What the task asks:
Among the lines below, restate word for word only those from the line with "fn downloader() ->" through the line with "fn png_response() ->", with both end lines kept.

Saved entries:
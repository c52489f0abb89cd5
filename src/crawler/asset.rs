//! Image asset downloads

use crate::crawler::fetcher::{classify_request_error, get_checked};
use crate::crawler::retry::RetryPolicy;
use crate::storage::{asset_file_name, store_asset};
use crate::FolioError;
use reqwest::header::CONTENT_TYPE;
use reqwest::Client;
use std::path::{Path, PathBuf};

/// Downloads record images into a content-addressed asset directory
pub struct AssetDownloader {
    client: Client,
    retry: RetryPolicy,
}

impl AssetDownloader {
    pub fn new(client: Client, retry: RetryPolicy) -> Self {
        Self { client, retry }
    }

    /// Downloads an image and stores it under `dest_dir`
    ///
    /// # Returns
    ///
    /// * `Some(PathBuf)` - Path of the stored asset
    /// * `None` - Retries were exhausted, the response was not an image, or
    ///   the file could not be written
    pub async fn fetch(&self, image_url: &str, dest_dir: &Path) -> Option<PathBuf> {
        let client = &self.client;

        let (content_type, bytes) = match self
            .retry
            .with_retry(image_url, move |_| download_image(client, image_url))
            .await
        {
            Ok(download) => download,
            Err(e) => {
                tracing::warn!("Image unavailable, using placeholder: {}", e);
                return None;
            }
        };

        let file_name = asset_file_name(image_url, &content_type);
        let dir = dest_dir.to_path_buf();
        let size = bytes.len();

        match tokio::task::spawn_blocking(move || store_asset(&dir, &file_name, &bytes)).await {
            Ok(Ok(path)) => {
                tracing::debug!("Stored {} ({} bytes) at {}", image_url, size, path.display());
                Some(path)
            }
            Ok(Err(e)) => {
                tracing::warn!("Failed to store image {}: {}", image_url, e);
                None
            }
            Err(e) => {
                tracing::warn!("Image store task for {} did not finish: {}", image_url, e);
                None
            }
        }
    }
}

/// Fetches one image, rejecting responses that are not `image/*`
async fn download_image(client: &Client, url: &str) -> Result<(String, Vec<u8>), FolioError> {
    let response = get_checked(client, url).await?;

    let content_type = response
        .headers()
        .get(CONTENT_TYPE)
        .and_then(|v| v.to_str().ok())
        .unwrap_or_default()
        .trim()
        .to_string();

    if !content_type.to_ascii_lowercase().starts_with("image/") {
        return Err(FolioError::ContentMismatch {
            url: url.to_string(),
            content_type,
        });
    }

    let bytes = response
        .bytes()
        .await
        .map_err(|e| classify_request_error(url, e))?;

    Ok((content_type, bytes.to_vec()))
}

#[cfg(test)]
mod tests {
    use super::*;
    use std::sync::Arc;
    use std::time::Duration;
    use tempfile::TempDir;
    use wiremock::matchers::{method, path};
    use wiremock::{Mock, MockServer, ResponseTemplate};

    fn downloader() -> AssetDownloader {
        AssetDownloader::new(
            Client::new(),
            RetryPolicy::new(3, Duration::from_millis(1), Duration::from_secs(5)),
        )
    }

    fn png_response() -> ResponseTemplate {
        ResponseTemplate::new(200).set_body_raw(b"\x89PNG fake".to_vec(), "image/png")
    }

    fn dir_entries(dir: &Path) -> Vec<PathBuf> {
        std::fs::read_dir(dir)
            .unwrap()
            .map(|e| e.unwrap().path())
            .collect()
    }

    #[tokio::test]
    async fn test_repeated_download_leaves_one_file() {
        let mock_server = MockServer::start().await;
        Mock::given(method("GET"))
            .and(path("/img/chair.png"))
            .respond_with(png_response())
            .expect(2)
            .mount(&mock_server)
            .await;

        let dir = TempDir::new().unwrap();
        let url = format!("{}/img/chair.png", mock_server.uri());
        let downloader = downloader();

        let first = downloader.fetch(&url, dir.path()).await.unwrap();
        let second = downloader.fetch(&url, dir.path()).await.unwrap();

        assert_eq!(first, second);
        assert_eq!(
            first.file_name().unwrap().to_str().unwrap(),
            asset_file_name(&url, "image/png")
        );
        assert_eq!(dir_entries(dir.path()), vec![first.clone()]);
        assert_eq!(std::fs::read(&first).unwrap(), b"\x89PNG fake");
    }

    #[tokio::test]
    async fn test_concurrent_downloads_of_same_url() {
        let mock_server = MockServer::start().await;
        Mock::given(method("GET"))
            .and(path("/img/lamp.png"))
            .respond_with(png_response())
            .mount(&mock_server)
            .await;

        let dir = TempDir::new().unwrap();
        let url = format!("{}/img/lamp.png", mock_server.uri());
        let downloader = Arc::new(downloader());

        let handles: Vec<_> = (0..4)
            .map(|_| {
                let downloader = Arc::clone(&downloader);
                let url = url.clone();
                let dest = dir.path().to_path_buf();
                tokio::spawn(async move { downloader.fetch(&url, &dest).await })
            })
            .collect();

        for handle in handles {
            assert!(handle.await.unwrap().is_some());
        }

        let entries = dir_entries(dir.path());
        assert_eq!(entries.len(), 1);
        assert!(entries[0].to_str().unwrap().ends_with(".png"));
    }

    #[tokio::test]
    async fn test_non_image_response_not_retried() {
        let mock_server = MockServer::start().await;
        Mock::given(method("GET"))
            .and(path("/img/missing.jpg"))
            .respond_with(ResponseTemplate::new(200).set_body_raw(b"<html></html>".to_vec(), "text/html"))
            .expect(1)
            .mount(&mock_server)
            .await;

        let dir = TempDir::new().unwrap();
        let url = format!("{}/img/missing.jpg", mock_server.uri());

        assert!(downloader().fetch(&url, dir.path()).await.is_none());
        assert!(dir_entries(dir.path()).is_empty());
    }

    #[tokio::test]
    async fn test_server_error_exhausts_retries() {
        let mock_server = MockServer::start().await;
        Mock::given(method("GET"))
            .respond_with(ResponseTemplate::new(503))
            .expect(3)
            .mount(&mock_server)
            .await;

        let dir = TempDir::new().unwrap();
        let url = format!("{}/img/x.jpg", mock_server.uri());
        assert!(downloader().fetch(&url, dir.path()).await.is_none());
    }
}
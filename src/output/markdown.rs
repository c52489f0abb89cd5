//! Markdown rendering collaborator
//!
//! Renders one page per record and a single cover page. Image references are
//! relative to the category directory, where the merged document is written.

use crate::output::traits::{
    CoverDescriptor, Page, RenderError, RenderResult, Section, SectionMarker, SectionRenderer,
};
use crate::record::{EnrichedRecord, FIELD_SEQUENCE};
use crate::storage::ASSETS_DIR;

/// Text used when a record has no description
pub const NO_DESCRIPTION: &str = "No description";

/// Line rendered in place of a missing image
pub const IMAGE_PLACEHOLDER: &str = "_Image not available_";

/// Renders sections and covers as Markdown text
#[derive(Debug, Default, Clone, Copy)]
pub struct MarkdownRenderer;

impl MarkdownRenderer {
    pub fn new() -> Self {
        Self
    }
}

impl SectionRenderer for MarkdownRenderer {
    fn render_section(&self, page_index: u32, records: &[EnrichedRecord]) -> RenderResult<Section> {
        let pages = records
            .iter()
            .enumerate()
            .map(|(i, record)| format_record_page(page_index, i + 1, record).map(Page::new))
            .collect::<RenderResult<Vec<_>>>()?;

        Ok(Section {
            page_index,
            marker: SectionMarker {
                page_index,
                record_count: records.len(),
                generated_at: chrono::Local::now().format("%Y-%m-%d %H:%M:%S").to_string(),
            },
            pages,
        })
    }

    fn render_cover(&self, cover: &CoverDescriptor) -> RenderResult<Vec<Page>> {
        let mut md = String::new();

        md.push_str(&format!("# {}\n\n", cover.title));
        md.push_str(&format!("- **Category**: {}\n", cover.category));
        md.push_str(&format!("- **Total designs**: {}\n", cover.total_records));
        md.push_str(&format!("- **Generated**: {}\n\n", cover.generated_at));
        md.push_str(&format!("_{}_\n", cover.attribution));

        Ok(vec![Page::new(md)])
    }
}

/// Formats one record as a page
///
/// # Arguments
///
/// * `page_index` - API page of the record
/// * `position` - 1-based position of the record within its page
/// * `record` - The record to format
pub fn format_record_page(
    page_index: u32,
    position: usize,
    record: &EnrichedRecord,
) -> RenderResult<String> {
    let sequence = record
        .extra
        .get(FIELD_SEQUENCE)
        .cloned()
        .unwrap_or_else(|| format!("{}-{}", page_index, position));

    let description = if record.description.is_empty() {
        NO_DESCRIPTION
    } else {
        record.description.as_str()
    };

    let mut md = String::new();
    md.push_str(&format!("## {} {}\n\n", sequence, record.title));
    md.push_str(&format!("{}\n\n", description));
    md.push_str(&format!("- **Category**: {}\n", record.category));
    md.push_str(&format!("- **Author**: {}\n", record.author));
    md.push_str(&format!("- **Year**: {}\n\n", record.year));

    match &record.local_image_path {
        Some(path) => {
            let file_name = path
                .file_name()
                .and_then(|name| name.to_str())
                .ok_or_else(|| {
                    RenderError::Format(format!("invalid asset path {}", path.display()))
                })?;
            md.push_str(&format!("![{}]({}/{})\n", record.title, ASSETS_DIR, file_name));
        }
        None => {
            md.push_str(IMAGE_PLACEHOLDER);
            md.push('\n');
        }
    }

    Ok(md)
}
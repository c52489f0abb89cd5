//! Record types flowing through the crawl pipeline
//!
//! - `SearchRecord`: one validated entry of a search API page
//! - `DetailInfo`: data scraped from a record's detail page
//! - `EnrichedRecord`: a search record merged with its detail data and image
//! - `PageBatch`: the enriched records of one API page, in API order

use std::collections::BTreeMap;
use std::path::PathBuf;

/// Extra field holding the API page a record came from
pub const FIELD_SOURCE_PAGE: &str = "source_page";

/// Extra field holding the `{page}-{position}` sequence number
pub const FIELD_SEQUENCE: &str = "sequence";

/// A single entry parsed from a search results page
#[derive(Debug, Clone, PartialEq, Eq)]
pub struct SearchRecord {
    /// Origin-provided identity used for deduplication
    pub id: Option<String>,

    pub title: String,

    pub category: String,

    /// URL of the large preview image
    pub image_url: String,

    /// Preliminary author from the search API, pending enrichment
    pub author: String,

    pub year: String,

    /// Absolute URL of the detail page
    pub detail_url: String,
}

/// Data extracted from a record's detail page
#[derive(Debug, Clone, Default, PartialEq, Eq)]
pub struct DetailInfo {
    /// Text of the description block, empty when absent
    pub description: String,

    /// Comma-joined credit values, empty when absent
    pub author: String,
}

/// A search record after detail and image enrichment
#[derive(Debug, Clone, PartialEq, Eq)]
pub struct EnrichedRecord {
    pub id: Option<String>,
    pub title: String,
    pub category: String,
    pub image_url: String,
    pub author: String,
    pub year: String,
    pub detail_url: String,
    pub description: String,

    /// Content-addressed image file, `None` when the download failed
    pub local_image_path: Option<PathBuf>,

    /// Additional named fields persisted after the core columns
    pub extra: BTreeMap<String, String>,
}

impl EnrichedRecord {
    /// Creates an enriched record with default enrichment values
    pub fn from_search(record: SearchRecord) -> Self {
        Self {
            id: record.id,
            title: record.title,
            category: record.category,
            image_url: record.image_url,
            author: record.author,
            year: record.year,
            detail_url: record.detail_url,
            description: String::new(),
            local_image_path: None,
            extra: BTreeMap::new(),
        }
    }

    /// Merges detail-page data into the record
    ///
    /// The description is always taken. The author is replaced only when the
    /// detail page yielded a non-empty value, so the API author survives a
    /// page without a credits block.
    pub fn apply_detail(&mut self, detail: DetailInfo) {
        self.description = detail.description;
        if !detail.author.is_empty() {
            self.author = detail.author;
        }
    }
}

/// Enriched records of one API page
#[derive(Debug, Clone)]
pub struct PageBatch {
    /// 1-based API page index
    pub page_index: u32,

    /// Records in API response order
    pub records: Vec<EnrichedRecord>,
}

impl PageBatch {
    /// Creates a batch, stamping each record's source page and sequence number
    pub fn new(page_index: u32, mut records: Vec<EnrichedRecord>) -> Self {
        for (position, record) in records.iter_mut().enumerate() {
            record
                .extra
                .insert(FIELD_SOURCE_PAGE.to_string(), page_index.to_string());
            record.extra.insert(
                FIELD_SEQUENCE.to_string(),
                format!("{}-{}", page_index, position + 1),
            );
        }

        Self {
            page_index,
            records,
        }
    }

    pub fn len(&self) -> usize {
        self.records.len()
    }

    pub fn is_empty(&self) -> bool {
        self.records.is_empty()
    }
}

Task solution:
    fn downloader() -> AssetDownloader {
        AssetDownloader::new(
            Client::new(),
            RetryPolicy::new(3, Duration::from_millis(1), Duration::from_secs(5)),
        )
    }

    fn png_response() -> ResponseTemplate {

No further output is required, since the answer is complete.